I spent two nights going through eight years of archived school photos, looking for pictures of Jim. It wasn't easy - because usually, he was our photographer. But I enjoyed the pictures, and felt a small burst of satisfaction every time I found one where we'd caught him for a change. It made me feel useful during a time when it feels like there is so little one can do. Then, on Wednesday night, I pulled an "all-nighter" getting a memorial slideshow ready for our students. At ten o'clock, I had the basics together, and probably could have burned it to DVD. But the music didn't line up the way I wanted, and I was hoping to add a few more photos. So I kept working. At midnight, I discovered a problem with my Windows Media Player, which I needed to convert some music for the show...I spent a long time mucking around with it, and then finally turned everything off, re-booted, and all was well. By 3 a.m. I'd hit that point where the adrenaline kicks in, and I couldn't have slept if I'd wanted to. I was creating something. I wanted it to be perfect. I wished I'd had more time to record voiceovers with the students who worked with Jim, but I reminded myself that what I had (no rehearsal, one take!) was authentic, and that counts for something, too. At 5:30 a.m. I put a disc into the computer and prayed that all would burn properly. At 5:45 I went to bed, and at 7:00a.m. I got up again.

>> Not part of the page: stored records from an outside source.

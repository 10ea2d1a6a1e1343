use std::path::PathBuf;
use std::time::Duration;

use pretty_assertions::assert_eq;
use tether_core::{Filter, Row, RowState, SyncPass};

use crate::commands::common::{
    finish, format_todo_lines, non_blank, normalize_title, open_engine, state_label,
    todo_completed, todo_to_list_item,
};
use crate::commands::config::apply_config_changes;
use crate::commands::edit::TodoChanges;
use crate::commands::status::format_checkpoint;
use crate::commands::sync::describe_pass;
use crate::config::{
    normalize_api_url, CliConfig, Overrides, Settings, API_URL_ENV, DB_PATH_ENV, DEFAULT_API_URL,
};
use crate::error::CliError;

fn demo_settings(db_path: PathBuf) -> Settings {
    Settings {
        api_base_url: DEFAULT_API_URL.to_string(),
        resource: "todo".to_string(),
        db_path,
        poll_interval: Duration::from_millis(10),
        offline_demo: true,
    }
}

#[test]
fn normalize_title_joins_and_rejects_empty() {
    let parts = vec!["  buy".to_string(), "milk  ".to_string()];
    assert_eq!(normalize_title(&parts).unwrap(), "buy milk");
    assert!(matches!(
        normalize_title(&[" ".to_string()]),
        Err(CliError::EmptyTitle)
    ));
    assert!(matches!(normalize_title(&[]), Err(CliError::EmptyTitle)));
}

#[test]
fn non_blank_trims_and_drops_empty_text() {
    assert_eq!(non_blank(Some("  milk ".to_string())).as_deref(), Some("milk"));
    assert_eq!(non_blank(Some(" \n ".to_string())), None);
    assert_eq!(non_blank(None), None);
}

#[test]
fn normalize_api_url_requires_http_scheme() {
    assert_eq!(
        normalize_api_url("http://localhost:4000/api/").unwrap(),
        "http://localhost:4000/api"
    );
    assert!(normalize_api_url("localhost:4000/api").is_err());
    assert!(normalize_api_url("ftp://example.com").is_err());
    assert!(normalize_api_url("https://").is_err());
}

#[test]
fn settings_prefer_flags_then_env_then_file() {
    let config = CliConfig {
        api_base_url: Some("https://file.example.com/api".to_string()),
        resource: Some("tasks".to_string()),
        poll_interval_ms: Some(250),
        db_path: Some(PathBuf::from("/tmp/file.db")),
        ..CliConfig::default()
    };
    let env = |name: &str| match name {
        API_URL_ENV => Some("https://env.example.com/api".to_string()),
        DB_PATH_ENV => Some("/tmp/env.db".to_string()),
        _ => None,
    };

    let from_env = Settings::resolve_with_env(&config, Overrides::default(), env).unwrap();
    assert_eq!(from_env.api_base_url, "https://env.example.com/api");
    assert_eq!(from_env.db_path, PathBuf::from("/tmp/env.db"));
    assert_eq!(from_env.resource, "tasks");
    assert_eq!(from_env.poll_interval, Duration::from_millis(250));

    let from_flags = Settings::resolve_with_env(
        &config,
        Overrides {
            api_url: Some("http://flag.example.com".to_string()),
            db_path: Some(PathBuf::from("/tmp/flag.db")),
            offline_demo: true,
        },
        env,
    )
    .unwrap();
    assert_eq!(from_flags.api_base_url, "http://flag.example.com");
    assert_eq!(from_flags.db_path, PathBuf::from("/tmp/flag.db"));
    assert!(from_flags.offline_demo);

    let from_file = Settings::resolve_with_env(&config, Overrides::default(), |_| None).unwrap();
    assert_eq!(from_file.api_base_url, "https://file.example.com/api");
    assert_eq!(from_file.db_path, PathBuf::from("/tmp/file.db"));
}

#[test]
fn settings_fall_back_to_defaults() {
    let settings =
        Settings::resolve_with_env(&CliConfig::default(), Overrides::default(), |_| None).unwrap();
    assert_eq!(settings.api_base_url, DEFAULT_API_URL);
    assert_eq!(settings.resource, "todo");
    assert_eq!(settings.poll_interval, Duration::from_secs(1));
    assert!(!settings.offline_demo);
}

#[test]
fn settings_reject_non_http_api_url() {
    let result = Settings::resolve_with_env(
        &CliConfig::default(),
        Overrides {
            api_url: Some("ftp://example.com".to_string()),
            ..Overrides::default()
        },
        |_| None,
    );
    assert!(result.is_err());
}

#[test]
fn config_round_trips_and_normalizes() {
    let dir = tempfile::tempdir().unwrap();
    let path = dir.path().join("nested").join("cli-config.json");

    let config = CliConfig {
        api_base_url: Some(" https://api.example.com/api/ ".to_string()),
        resource: Some("/todo/".to_string()),
        poll_interval_ms: Some(0),
        ..CliConfig::default()
    };
    config.save_to_path(&path).unwrap();

    let loaded = CliConfig::load_from_path(&path).unwrap();
    assert_eq!(loaded.version, 1);
    assert_eq!(loaded.api_base_url.as_deref(), Some("https://api.example.com/api"));
    assert_eq!(loaded.resource.as_deref(), Some("todo"));
    assert_eq!(loaded.poll_interval_ms, None);
}

#[test]
fn missing_config_file_loads_defaults() {
    let dir = tempfile::tempdir().unwrap();
    let loaded = CliConfig::load_from_path(&dir.path().join("absent.json")).unwrap();
    assert_eq!(loaded, CliConfig::default());
}

#[test]
fn apply_config_changes_validates_input() {
    let mut config = CliConfig::default();
    assert!(apply_config_changes(&mut config, None, None, None, None).is_err());
    assert!(apply_config_changes(&mut config, None, None, Some(0), None).is_err());
    assert!(
        apply_config_changes(&mut config, Some("not a url".to_string()), None, None, None)
            .is_err()
    );

    apply_config_changes(
        &mut config,
        Some("http://localhost:4000/api".to_string()),
        Some("todo".to_string()),
        Some(500),
        None,
    )
    .unwrap();
    assert_eq!(config.api_base_url.as_deref(), Some("http://localhost:4000/api"));
    assert_eq!(config.poll_interval_ms, Some(500));
}

#[test]
fn todo_changes_require_something_to_change() {
    assert!(matches!(
        TodoChanges::new(None, None, false, false),
        Err(CliError::NothingToUpdate)
    ));
    assert!(matches!(
        TodoChanges::new(Some("  ".to_string()), None, false, false),
        Err(CliError::NothingToUpdate)
    ));

    let reopen = TodoChanges::new(None, None, false, true).unwrap();
    assert_eq!(reopen.completed, Some(false));
    let done = TodoChanges::new(None, None, true, false).unwrap();
    assert_eq!(done.completed, Some(true));
}

#[test]
fn describe_pass_summarizes_outcomes() {
    assert_eq!(describe_pass(SyncPass::Idle), "Nothing to push");
    assert_eq!(
        describe_pass(SyncPass::Completed {
            confirmed: 2,
            failed: 0
        }),
        "Pushed 2 change(s)"
    );
    assert_eq!(
        describe_pass(SyncPass::Completed {
            confirmed: 1,
            failed: 1
        }),
        "Pushed 1 change(s), 1 failed"
    );
}

#[test]
fn format_checkpoint_renders_utc() {
    assert_eq!(format_checkpoint(0), "1970-01-01 00:00:00 UTC");
}

#[test]
fn state_labels_mark_unconfirmed_rows() {
    assert_eq!(state_label(RowState::Clean), None);
    assert_eq!(state_label(RowState::PendingCreate), Some("(not synced)"));
    assert_eq!(state_label(RowState::PendingDelete), Some("(deleting)"));
}

#[tokio::test(flavor = "multi_thread")]
async fn offline_demo_keeps_changes_pending_across_sessions() {
    let dir = tempfile::tempdir().unwrap();
    let settings = demo_settings(dir.path().join("tether.db"));

    {
        let engine = open_engine(&settings).await.unwrap();
        let row = Row::new()
            .with("title", "buy milk\nfrom the corner shop")
            .with("completed", 0);
        let todo = engine.create(row).await.unwrap();
        assert!(todo.key("id").unwrap() < 0);
        assert!(!finish(&engine).await.unwrap());
    }

    let engine = open_engine(&settings).await.unwrap();
    let todos = engine.list(&Filter::new()).await.unwrap();
    assert_eq!(todos.len(), 1);
    assert_eq!(todos[0].state("id"), RowState::PendingCreate);
    assert!(!todo_completed(&todos[0]));

    let item = todo_to_list_item(&todos[0]);
    assert_eq!(item.title, "buy milk\nfrom the corner shop");
    assert_eq!(item.state, RowState::PendingCreate);

    let lines = format_todo_lines(&todos);
    assert!(lines[0].ends_with("[ ] buy milk  (not synced)"));
    assert!(!lines[0].contains("corner shop"));

    assert!(matches!(
        engine.sync_pending().await.unwrap(),
        SyncPass::Completed {
            confirmed: 0,
            failed: 1
        }
    ));
    engine.shutdown().await.unwrap();
}
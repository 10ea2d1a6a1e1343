use std::sync::Arc;
use std::time::Duration;

use serde::Serialize;
use tether_core::remote::{HttpRemote, MemoryRemote, RemoteApi};
use tether_core::store::LocalStore;
use tether_core::{ColumnType, EngineConfig, LocalRow, RowState, SyncEngine, TableSchema};

use crate::config::Settings;
use crate::error::CliError;

pub const TODO_TABLE: &str = "todo";
pub const TODO_KEY: &str = "id";

/// How long a mutating command waits for its server confirmation
pub const CONFIRM_TIMEOUT: Duration = Duration::from_secs(10);

#[derive(Debug, Serialize)]
pub struct TodoListItem {
    pub id: i64,
    pub title: String,
    pub description: Option<String>,
    pub completed: bool,
    pub date: Option<String>,
    pub state: RowState,
    pub modified_date: i64,
}

pub fn todo_schema() -> Result<Arc<TableSchema>, CliError> {
    let schema = TableSchema::builder(TODO_TABLE, TODO_KEY)
        .column(TODO_KEY, ColumnType::Integer)
        .nullable_column("title", ColumnType::Text)
        .nullable_column("description", ColumnType::Text)
        .nullable_column("completed", ColumnType::Bit)
        .nullable_column("date", ColumnType::Date)
        .nullable_column("modifiedDate", ColumnType::Integer)
        .build()?;
    Ok(Arc::new(schema))
}

pub async fn open_engine(settings: &Settings) -> Result<SyncEngine, CliError> {
    let schema = todo_schema()?;
    let remote: Arc<dyn RemoteApi> = if settings.offline_demo {
        tracing::info!("Offline demo: changes stay queued locally");
        let remote = MemoryRemote::new(schema.clone());
        remote.set_offline(true);
        Arc::new(remote)
    } else {
        Arc::new(
            HttpRemote::new(settings.api_base_url.as_str(), schema.clone())?
                .with_resource(settings.resource.as_str()),
        )
    };

    let store = LocalStore::open(&settings.db_path).await?;
    let engine = SyncEngine::builder(schema, remote)
        .config(EngineConfig::default().with_poll_interval(settings.poll_interval))
        .open(store)
        .await?;
    Ok(engine)
}

/// Let background confirmations land, bounded by [`CONFIRM_TIMEOUT`].
///
/// Returns whether every change reached the server.
pub async fn finish(engine: &SyncEngine) -> Result<bool, CliError> {
    match tokio::time::timeout(CONFIRM_TIMEOUT, engine.shutdown()).await {
        Ok(result) => result?,
        Err(_) => {
            tracing::warn!("Server confirmation is still running; the change stays queued");
            return Ok(false);
        }
    }
    Ok(engine.status().await?.failed == 0)
}

pub fn print_sync_hint(confirmed: bool) {
    if !confirmed {
        eprintln!("Not yet confirmed by the server; run `tether sync` to retry.");
    }
}

pub fn todo_id(todo: &LocalRow) -> i64 {
    todo.key(TODO_KEY).unwrap_or_default()
}

pub fn todo_title(todo: &LocalRow) -> &str {
    todo.row.get_str("title").unwrap_or("")
}

pub fn todo_completed(todo: &LocalRow) -> bool {
    todo.row
        .get("completed")
        .and_then(serde_json::Value::as_i64)
        .is_some_and(|bit| bit != 0)
}

pub fn todo_to_list_item(todo: &LocalRow) -> TodoListItem {
    TodoListItem {
        id: todo_id(todo),
        title: todo_title(todo).to_string(),
        description: todo.row.get_str("description").map(str::to_string),
        completed: todo_completed(todo),
        date: todo.row.get_str("date").map(str::to_string),
        state: todo.state(TODO_KEY),
        modified_date: todo.meta.modified_date,
    }
}

/// One line per todo: key, check box, first title line and an unsynced marker
pub fn format_todo_lines(todos: &[LocalRow]) -> Vec<String> {
    todos
        .iter()
        .map(|todo| {
            let check = if todo_completed(todo) { 'x' } else { ' ' };
            let title = todo_title(todo).lines().next().unwrap_or_default().trim();
            let line = format!("{:>6}  [{check}] {title}", todo_id(todo));
            match state_label(todo.state(TODO_KEY)) {
                Some(label) => format!("{line}  {label}"),
                None => line,
            }
        })
        .collect()
}

pub const fn state_label(state: RowState) -> Option<&'static str> {
    match state {
        RowState::Clean => None,
        RowState::PendingCreate => Some("(not synced)"),
        RowState::PendingUpdate => Some("(edited)"),
        RowState::PendingDelete => Some("(deleting)"),
    }
}

/// Trimmed text, or `None` when nothing is left
pub fn non_blank(value: Option<String>) -> Option<String> {
    value
        .map(|text| text.trim().to_string())
        .filter(|text| !text.is_empty())
}

/// Join title words and reject blank titles
pub fn normalize_title(parts: &[String]) -> Result<String, CliError> {
    let joined = parts.join(" ");
    let title = joined.trim();
    if title.is_empty() {
        Err(CliError::EmptyTitle)
    } else {
        Ok(title.to_string())
    }
}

The DVD burned properly, and I set up the data projector at school just the way Jim showed me. But I wanted a cable to connect the sound through the gym speakers, and nobody, at first, knew where the cable was, or how it worked. Made us miss Jim a little bit more, and wonder what other "soft knowledge" we'd be looking for without him.

I have never seen our students so solemn and respectful as they were that day. A teacher who told me she never cries - not even for her own father's funeral - said the tribute I'd made brought her to tears. My principal took my hand and said it had been perfect.

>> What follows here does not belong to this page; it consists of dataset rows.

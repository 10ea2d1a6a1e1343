use tether_core::{DataView, Filter, ViewOptions};

use crate::commands::common::{
    format_todo_lines, non_blank, open_engine, todo_to_list_item, TodoListItem,
};
use crate::config::Settings;
use crate::error::CliError;

pub async fn run_list(
    title: Option<String>,
    local_only: bool,
    as_json: bool,
    settings: &Settings,
) -> Result<(), CliError> {
    let mut filter = Filter::new();
    if let Some(title) = non_blank(title) {
        filter.set("title", title);
    }

    let engine = open_engine(settings).await?;
    let todos = if local_only {
        engine.list(&filter).await?
    } else {
        let view = DataView::new(engine.clone(), ViewOptions::default());
        view.load(filter);
        view.wait_idle().await?;
        let state = view.state();
        if let Some(message) = state.error_message {
            eprintln!("Showing local copy; server unavailable: {message}");
        }
        state.items
    };
    engine.shutdown().await?;

    if as_json {
        let json_items = todos
            .iter()
            .map(todo_to_list_item)
            .collect::<Vec<TodoListItem>>();
        println!("{}", serde_json::to_string_pretty(&json_items)?);
    } else if todos.is_empty() {
        println!("No todos.");
    } else {
        for line in format_todo_lines(&todos) {
            println!("{line}");
        }
    }

    Ok(())
}
//! tether CLI - offline-first todo list from the terminal
//!
//! Every change lands in the local database first and is confirmed with the
//! server in the background; unconfirmed changes are retried by `tether sync`.

mod cli;
mod commands;
mod config;
mod error;

#[cfg(test)]
mod tests;

use clap::Parser;
use tracing_subscriber::EnvFilter;

use crate::cli::{Cli, Commands};
use crate::commands::add::run_add;
use crate::commands::config::run_config;
use crate::commands::delete::run_delete;
use crate::commands::edit::{run_edit, TodoChanges};
use crate::commands::list::run_list;
use crate::commands::show::run_show;
use crate::commands::status::run_status;
use crate::commands::sync::run_sync;
use crate::config::{CliConfig, Overrides, Settings};
use crate::error::CliError;

#[tokio::main]
async fn main() {
    if let Err(error) = run().await {
        eprintln!("Error: {error}");
        std::process::exit(1);
    }
}

async fn run() -> Result<(), CliError> {
    dotenvy::dotenv().ok();

    tracing_subscriber::fmt()
        .with_env_filter(
            EnvFilter::try_from_default_env().unwrap_or_else(|_| EnvFilter::new("tether=info")),
        )
        .with_writer(std::io::stderr)
        .init();

    let cli = Cli::parse();
    let config = CliConfig::load().map_err(CliError::Config)?;
    let settings = Settings::resolve(
        &config,
        Overrides {
            api_url: cli.api_url,
            db_path: cli.db_path,
            offline_demo: cli.offline_demo,
        },
    )
    .map_err(CliError::Config)?;

    match cli.command {
        Commands::Add {
            title,
            description,
            date,
        } => run_add(&title, description, date, &settings).await?,
        Commands::List { title, local, json } => run_list(title, local, json, &settings).await?,
        Commands::Show { id, json } => run_show(id, json, &settings).await?,
        Commands::Edit {
            id,
            title,
            description,
            completed,
            open,
        } => {
            let changes = TodoChanges::new(title, description, completed, open)?;
            run_edit(id, changes, &settings).await?;
        }
        Commands::Delete { id } => run_delete(id, &settings).await?,
        Commands::Sync { watch } => run_sync(watch, &settings).await?,
        Commands::Status { json } => run_status(json, &settings).await?,
        Commands::Config { command } => run_config(command, &settings)?,
    }

    Ok(())
}
//! Timestamps for local writes.

use std::sync::atomic::{AtomicI64, Ordering};

/// Current Unix timestamp in milliseconds.
pub fn unix_millis_now() -> i64 {
    chrono::Utc::now().timestamp_millis()
}

/// Source of local write timestamps (Unix ms).
pub trait Clock: Send + Sync {
    fn now_millis(&self) -> i64;
}

/// Wall clock that never goes backwards and never repeats a value.
///
/// `_localModifiedDate` doubles as the version compared against the server's
/// `modifiedDate`, so two local writes must never share a timestamp.
#[derive(Debug, Default)]
pub struct MonotonicClock {
    last: AtomicI64,
}

impl MonotonicClock {
    pub const fn new() -> Self {
        Self {
            last: AtomicI64::new(0),
        }
    }
}

impl Clock for MonotonicClock {
    fn now_millis(&self) -> i64 {
        let now = unix_millis_now();
        let previous = self
            .last
            .fetch_update(Ordering::SeqCst, Ordering::SeqCst, |last| {
                Some(now.max(last.saturating_add(1)))
            })
            .unwrap_or(now);
        now.max(previous.saturating_add(1))
    }
}

/// Manually driven clock, for deterministic replays and tests.
#[derive(Debug)]
pub struct ManualClock {
    now: AtomicI64,
}

impl ManualClock {
    pub const fn new(start: i64) -> Self {
        Self {
            now: AtomicI64::new(start),
        }
    }

    pub fn set(&self, value: i64) {
        self.now.store(value, Ordering::SeqCst);
    }

    pub fn advance(&self, by: i64) -> i64 {
        self.now.fetch_add(by, Ordering::SeqCst) + by
    }
}

impl Clock for ManualClock {
    fn now_millis(&self) -> i64 {
        self.now.load(Ordering::SeqCst)
    }
}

I will make copies for Jim's family. But I haven't done so yet.

We had a funeral to attend that afternoon. Then, because nobody felt quite ready to go home yet, we went out together as a staff. I needed a break from the sadness, and I couldn't do the DVDs that night anyway, as I had prepare for a conference the next day...

Life goes on. Forever altered, but still - thankfully - it goes on.

Our school pictures will be missing something now. So will our staff.